(RECORD EXCERPTS Opens)

pub mod error;
pub mod settings;

pub use error::*;
pub use settings::{PollSettings, RetrySettings, Settings};

use deployflow_core::Block;
use serde::de::DeserializeOwned;
use std::path::{Path, PathBuf};

/// Environment variable naming a settings file directly
pub const CONFIG_PATH_ENV: &str = "DEPLOYFLOW_CONFIG_PATH";

const SETTINGS_CANDIDATES: [&str; 4] = [
    "deployflow.local.yaml",
    ".deployflow.local.yaml",
    "deployflow.yaml",
    ".deployflow.yaml",
];

/// Deployflow's directory under the user config dir, created on demand
pub fn get_config_dir() -> Result<PathBuf> {
    let config_dir = dirs::config_dir()
        .ok_or(ConfigError::ConfigDirNotFound)?
        .join("deployflow");

    if !config_dir.exists() {
        std::fs::create_dir_all(&config_dir)?;
    }

    Ok(config_dir)
}

/// Find the settings file.
///
/// Search order:
/// 1. `DEPLOYFLOW_CONFIG_PATH`
/// 2. current directory: deployflow.local.yaml, .deployflow.local.yaml, deployflow.yaml, .deployflow.yaml
/// 3. `./.deployflow/`, same order
/// 4. `~/.config/deployflow/deployflow.yaml`
pub fn find_settings_file() -> Result<PathBuf> {
    if let Ok(config_path) = std::env::var(CONFIG_PATH_ENV) {
        let path = PathBuf::from(config_path);
        if path.exists() {
            return Ok(path);
        }
    }

    let current_dir = std::env::current_dir()?;

    for filename in &SETTINGS_CANDIDATES {
        let path = current_dir.join(filename);
        if path.exists() {
            return Ok(path);
        }
    }

    let project_dir = current_dir.join(".deployflow");
    if project_dir.is_dir() {
        for filename in &SETTINGS_CANDIDATES {
            let path = project_dir.join(filename);
            if path.exists() {
                return Ok(path);
            }
        }
    }

    if let Some(config_dir) = dirs::config_dir() {
        let global = config_dir.join("deployflow").join("deployflow.yaml");
        if global.exists() {
            return Ok(global);
        }
    }

    Err(ConfigError::SettingsFileNotFound)
}

fn read_yaml<T: DeserializeOwned>(path: &Path) -> Result<T> {
    let content = std::fs::read_to_string(path)?;
    serde_yaml::from_str(&content).map_err(|source| ConfigError::Parse {
        path: path.to_path_buf(),
        source,
    })
}

pub fn load_settings(path: &Path) -> Result<Settings> {
    let settings = read_yaml(path)?;
    tracing::debug!(path = %path.display(), "loaded settings");
    Ok(settings)
}

/// Load the discovered settings file, or the defaults when there is none
pub fn load_settings_or_default() -> Result<Settings> {
    match find_settings_file() {
        Ok(path) => load_settings(&path),
        Err(ConfigError::SettingsFileNotFound) => {
            tracing::debug!("no settings file found, using defaults");
            Ok(Settings::default())
        }
        Err(e) => Err(e),
    }
}

/// Directory for local deployment state: `state_dir` when set, else
/// `<config dir>/state`
pub fn state_dir(settings: &Settings) -> Result<PathBuf> {
    match &settings.state_dir {
        Some(dir) => Ok(dir.clone()),
        None => Ok(get_config_dir()?.join("state")),
    }
}

/// Load a declared deployment (YAML or JSON) as a flat attribute tree
pub fn load_flat_model(path: &Path) -> Result<Block> {
    read_yaml(path)
}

(RECORD EXCERPTS Closes)

# YOUR ASSIGNMENT:
Your answer should consist of the count of lines in the listing that hold the word "source", with nothing else.

# FINISHED EXERCISE:
2